[Collected data entries]
==*==
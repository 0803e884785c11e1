// Copyright 2020 Zachary Stewart
//
// Licensed under the Apache License, Version 2.0 (the "License");
// you may not use this file except in compliance with the License.
// You may obtain a copy of the License at
//
//     http://www.apache.org/licenses/LICENSE-2.0
//
// Unless required by applicable law or agreed to in writing, software
// distributed under the License is distributed on an "AS IS" BASIS,
// WITHOUT WARRANTIES OR CONDITIONS OF ANY KIND, either express or implied.
// See the License for the specific language governing permissions and
// limitations under the License.

use std::collections::VecDeque;

use battlefront::{
    board::{CannotPlaceReason, CannotShootReason, CellView, Coordinate, ShotMark},
    game::{
        CoordinateSource, GameEvent, MatchConfig, MatchSetup, Rejection, Request, ShotOutcome,
    },
    player::Player,
    targeting::UniformTargeting,
};
use rand::{rngs::StdRng, SeedableRng};

fn c(row: usize, col: usize) -> Coordinate {
    Coordinate::new(row, col)
}

/// Plays back a fixed list of coordinates for every request and keeps what was asked.
#[derive(Default)]
struct Script {
    coords: VecDeque<Coordinate>,
    requests: Vec<String>,
    rejected: Vec<(Coordinate, Rejection)>,
}

impl Script {
    fn new<I: IntoIterator<Item = (usize, usize)>>(coords: I) -> Self {
        Self {
            coords: coords.into_iter().map(Coordinate::from).collect(),
            ..Default::default()
        }
    }
}

#[derive(Debug, PartialEq)]
struct OutOfInput;

impl CoordinateSource for Script {
    type Error = OutOfInput;

    fn request_coordinate(&mut self, request: &Request<'_>) -> Result<Coordinate, OutOfInput> {
        self.requests.push(match request {
            Request::PlaceVessel { vessel, total, .. } => format!("place {}/{}", vessel, total),
            Request::Shot { name, .. } => format!("shot {}", name),
        });
        self.coords.pop_front().ok_or(OutOfInput)
    }

    fn rejected(&mut self, coord: Coordinate, reason: Rejection) {
        self.rejected.push((coord, reason));
    }
}

/// 5x5 match. P1 holds vessels on a shifted diagonal with a planet at (4, 4); P2 holds
/// vessels on the main diagonal with a planet at (0, 4).
fn setup() -> MatchSetup {
    let config = MatchConfig::new(5, 5).unwrap().with_bonus_tiles(1).unwrap();
    let mut setup = MatchSetup::new(config).with_name(Player::P1, "Ada");
    let home = setup.party_mut(Player::P1);
    for i in 0..5 {
        home.add_vessel(vec![c(i, (i + 1) % 5)]).unwrap();
    }
    home.place_bonus_tile(c(4, 4)).unwrap();
    let away = setup.party_mut(Player::P2);
    for i in 0..5 {
        away.add_vessel(vec![c(i, i)]).unwrap();
    }
    away.place_bonus_tile(c(0, 4)).unwrap();
    setup
}

#[test]
fn vessel_at_center_sinks_and_passes_turn() {
    let mut rng = StdRng::seed_from_u64(0);
    let mut game = setup()
        .start(&mut rng, UniformTargeting::new(StdRng::seed_from_u64(0)))
        .unwrap();

    let afloat = game.party(Player::P2).vessels_afloat();
    let report = game.fire(c(2, 2)).unwrap();
    assert_eq!(
        report.outcome,
        ShotOutcome::Hit {
            vessel: 2,
            sunk: true
        }
    );
    assert_eq!(game.party(Player::P2).vessels_afloat(), afloat - 1);
    assert_eq!(game.attacker(), Player::P2);
    assert_eq!(
        game.party(Player::P2).board().mark(&c(2, 2)),
        Some(ShotMark::Hit)
    );
}

#[test]
fn bonus_planet_grants_another_shot() {
    let mut rng = StdRng::seed_from_u64(0);
    let mut game = setup()
        .start(&mut rng, UniformTargeting::new(StdRng::seed_from_u64(0)))
        .unwrap();

    let mut script = Script::new(vec![(0, 4), (3, 1)]);
    let mut events: Vec<GameEvent> = Vec::new();
    // P1 finds the planet, fires again and misses; P2 then fires; P1 runs out of input.
    assert_eq!(game.play(&mut script, &mut events), Err(OutOfInput));
    let shots: Vec<_> = events
        .iter()
        .filter_map(|e| match e {
            GameEvent::Shot(report) => Some(*report),
            _ => None,
        })
        .collect();
    assert_eq!(shots[0].outcome, ShotOutcome::Bonus);
    assert_eq!(shots[0].next, Player::P1);
    assert_eq!(shots[1].attacker, Player::P1);
    assert_eq!(shots[1].outcome, ShotOutcome::Miss);
    assert_eq!(shots[2].attacker, Player::P2);
    assert_eq!(script.requests, vec!["shot Ada", "shot Ada", "shot Ada"]);
}

#[test]
fn repeated_target_is_rejected_and_asked_again() {
    let mut rng = StdRng::seed_from_u64(0);
    let mut game = setup()
        .start(&mut rng, UniformTargeting::new(StdRng::seed_from_u64(0)))
        .unwrap();
    game.fire(c(4, 0)).unwrap();
    game.fire(c(4, 1)).unwrap();

    let revealed = game.party(Player::P2).board().revealed().clone();
    let afloat = game.party(Player::P2).vessels_afloat();
    let err = game.fire(c(4, 0)).unwrap_err();
    assert_eq!(err.reason(), CannotShootReason::DuplicateGuess);
    assert_eq!(game.party(Player::P2).board().revealed(), &revealed);
    assert_eq!(game.party(Player::P2).vessels_afloat(), afloat);

    let mut script = Script::new(vec![(4, 0), (9, 9)]);
    let mut events: Vec<GameEvent> = Vec::new();
    assert_eq!(game.play(&mut script, &mut events), Err(OutOfInput));
    assert_eq!(
        script.rejected,
        vec![
            (c(4, 0), Rejection::Shot(CannotShootReason::DuplicateGuess)),
            (c(9, 9), Rejection::Shot(CannotShootReason::OutOfBounds)),
        ]
    );
    assert_eq!(game.turns_elapsed(), 2);
}

#[test]
fn out_of_bounds_placement_is_rejected() {
    let config = MatchConfig::new(5, 5).unwrap();
    let mut setup = MatchSetup::new(config);
    let err = setup
        .party_mut(Player::P1)
        .add_vessel(vec![c(5, 2)])
        .unwrap_err();
    assert_eq!(err.reason(), CannotPlaceReason::OutOfBounds);
    assert_eq!(err.into_placement(), vec![c(5, 2)]);
    assert_eq!(setup.party(Player::P1).board().occupied_count(), 0);
    assert!(setup
        .party(Player::P1)
        .board()
        .render(false)
        .flatten()
        .all(|cell| cell == CellView::Empty));
}

#[test]
fn manual_placement_then_full_match() {
    let config = MatchConfig::new(5, 5).unwrap();
    let mut setup = MatchSetup::new(config);
    let mut placement = Script::new(vec![(0, 0), (0, 0), (0, 1), (0, 2), (0, 3), (0, 4)]);
    setup
        .party_mut(Player::P1)
        .place_vessels_manually(&mut placement)
        .unwrap();
    assert_eq!(placement.requests[0], "place 1/5");
    assert_eq!(placement.requests[2], "place 2/5");
    assert_eq!(placement.rejected.len(), 1);

    let mut rng = StdRng::seed_from_u64(21);
    setup.party_mut(Player::P2).place_vessels_randomly(&mut rng);
    let mut game = setup
        .start(&mut rng, UniformTargeting::new(StdRng::seed_from_u64(22)))
        .unwrap();

    // Sweep every cell of the computer's board in order; the human always has a fresh
    // target left until the match ends.
    let sweep = (0..5).flat_map(|row| (0..5).map(move |col| (row, col)));
    let mut script = Script::new(sweep);
    let mut events: Vec<GameEvent> = Vec::new();
    let summary = game.play(&mut script, &mut events).unwrap();
    let winner = summary.winner.unwrap();
    assert!(game.party(winner.opponent()).defeated());
    assert_eq!(summary.destroyed, 5);
    assert_eq!(summary.placed, 5);
    assert!(script.rejected.is_empty());
    assert_eq!(events.last(), Some(&GameEvent::MatchOver(summary)));
}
==*==
Starting at the line above that contains "fn request_coordinate(&mut self, request: &Request<'_>)", write out each line exactly until the line that contains "vessel, total, .." has been written, and stop there.

FINAL ANSWER
    fn request_coordinate(&mut self, request: &Request<'_>) -> Result<Coordinate, OutOfInput> {
        self.requests.push(match request {
            Request::PlaceVessel { vessel, total, .. } => format!("place {}/{}", vessel, total),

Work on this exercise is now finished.